Titles & Abstracts Home > Titles & Abstracts
Lecturer: Giovanni Alberti (University of Pisa)
Title: An introduction to Geometric Measure Theory and Finite Perimeter Sets
Abstract: In this course I will introduce the basic notions of Geometric Measure Theory (Hausdorff measures, rectifiable sets) and give an overview of the theory of Finite Perimeter Sets, including the proof of De Giorgi's rectifiability theorem. 
Then I will show how this theory can be used to prove (easy) existence result for some geometric variational problems. If time allows I will also touch some additional topics, such as the theory of integral currents, the basic regularity for minimizers, and the elliptic approximation of the area functional.

Lecturer: Kyeongsu Choi (MIT)
Title:
Pogorelov computations in Geometry and Analysis
Abstract: We will study Pogorelov computations in fully non-nlinear PDEs. And we will discuss about it applications in Geometry and Analysis such as Minkowski problems, Kahler geometry, Curvature flows, Optimal transportation, Minimal Lagrangian submanifolds, and standard Hessian equations. 

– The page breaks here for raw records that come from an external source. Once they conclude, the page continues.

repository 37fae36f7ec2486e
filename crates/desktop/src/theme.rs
use iced::color;
use iced::theme::Palette;
use iced::Theme;

use crate::settings::Appearance;

/// Resolve the iced Theme from appearance + high_contrast settings.
pub fn resolve_theme(appearance: Appearance, high_contrast: bool) -> Theme {
    let is_dark = match appearance {
        Appearance::Dark => true,
        Appearance::Light => false,
        Appearance::System => detect_system_dark_mode(),
    };

    let palette = match (is_dark, high_contrast) {
        (true, false) => dark_palette(),
        (false, false) => light_palette(),
        (true, true) => high_contrast_dark_palette(),
        (false, true) => high_contrast_light_palette(),
    };

    Theme::custom("Framesight", palette)
}

fn dark_palette() -> Palette {
    Palette {
        background: color!(0x1c, 0x1c, 0x1e),
        text: color!(0xcc, 0xcc, 0xcc),
        primary: color!(0x3d, 0xb8, 0x7a),
        success: color!(0x30, 0xd1, 0x58),
        warning: color!(0xff, 0xcc, 0x00),
        danger: color!(0xff, 0x45, 0x3a),
    }
}

fn light_palette() -> Palette {
    Palette {
        background: color!(0xf5, 0xf5, 0xf7),
        text: color!(0x1d, 0x1d, 0x1f),
        primary: color!(0x1f, 0x9d, 0x5c),
        success: color!(0x34, 0xc7, 0x59),
        warning: color!(0xff, 0x9f, 0x0a),
        danger: color!(0xff, 0x3b, 0x30),
    }
}

fn high_contrast_dark_palette() -> Palette {
    Palette {
        background: color!(0x00, 0x00, 0x00),
        text: color!(0xff, 0xff, 0xff),
        primary: color!(0x62, 0xd8, 0x9a),
        success: color!(0x30, 0xd1, 0x58),
        warning: color!(0xff, 0xd6, 0x0a),
        danger: color!(0xff, 0x45, 0x3a),
    }
}

fn high_contrast_light_palette() -> Palette {
    Palette {
        background: color!(0xff, 0xff, 0xff),
        text: color!(0x00, 0x00, 0x00),
        primary: color!(0x00, 0x6b, 0x35),
        success: color!(0x24, 0x8a, 0x3d),
        warning: color!(0xb2, 0x5c, 0x00),
        danger: color!(0xd7, 0x00, 0x15),
    }
}

fn detect_system_dark_mode() -> bool {
    #[cfg(target_os = "macos")]
    {
        std::process::Command::new("defaults")
            .args(["read", "-g", "AppleInterfaceStyle"])
            .output()
            .map(|o| {
                String::from_utf8_lossy(&o.stdout)
                    .trim()
                    .eq_ignore_ascii_case("dark")
            })
            .unwrap_or(true)
    }
    #[cfg(not(target_os = "macos"))]
    {
        true
    }
}
pub mod frame_annotator;
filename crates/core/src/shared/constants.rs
pub const DETECT_MODEL_NAME: &str = "yolov8n.onnx";
pub const DETECT_MODEL_URL: &str =
    "https://github.com/framesight/framesight/releases/download/v0.1.0/yolov8n.onnx";

/// Device index used by the "use webcam" action.
pub const DEFAULT_CAMERA_INDEX: u32 = 0;
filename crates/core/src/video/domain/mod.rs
pub mod frame_source;
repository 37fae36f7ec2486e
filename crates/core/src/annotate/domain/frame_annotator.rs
use crate::detection::domain::detection::Detection;
use crate::shared::frame::Frame;

/// Domain interface for drawing detections onto a frame.
///
/// Implementations modify the frame in-place (`&mut Frame`) to avoid
/// allocation, and must tolerate boxes that touch or cross frame edges.
pub trait FrameAnnotator: Send {
    fn annotate(&self, frame: &mut Frame, detections: &[Detection]);
}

Lecturer: Aeron Palmer (UBC)
Title: 
Globally Injective Equilibria in Second-Gradient Non-Linear Elasticity
Abstract: A hyper-elastic stored-energy function characterizes an elastic solid.  A stored-energy function that depends on the second-gradient of a deformation can describe materials with complex microscopic structure and provides the additional regularity that allows for a rigorous mathematical analysis of equilibria.  Local injectivity of deformations may be imposed either through assumptions on the stored-energy function or by restricting to incompressible deformations.  The additional constraint of non-interpenetration guarantees global injectivity and is both physically realistic and mathematically important.  We focus on the variational analysis of globally injective equilibria within a second-gradient model.  
The first lecture will cover some background of non-linear elasticity and present the assumptions under which we rigorously verify that the model yields physically realistic solutions. We will use the direct method of the calculus-of-variations to prove the existence of globally injective energy-minimizing deformations.  In the second lecture we will prove that the energy-minimizers satisfy a weak equilibrium equation.  This requires deriving a variational inequality and using a characterization of the admissible tangent cone to an energy-minimizing deformation to show the existence of a measure-valued surface traction.  Finally, in the third lecture we will discuss the extension of these techniques to handle domains with Lipschitz boundaries and the case of incompressible deformations if time permits.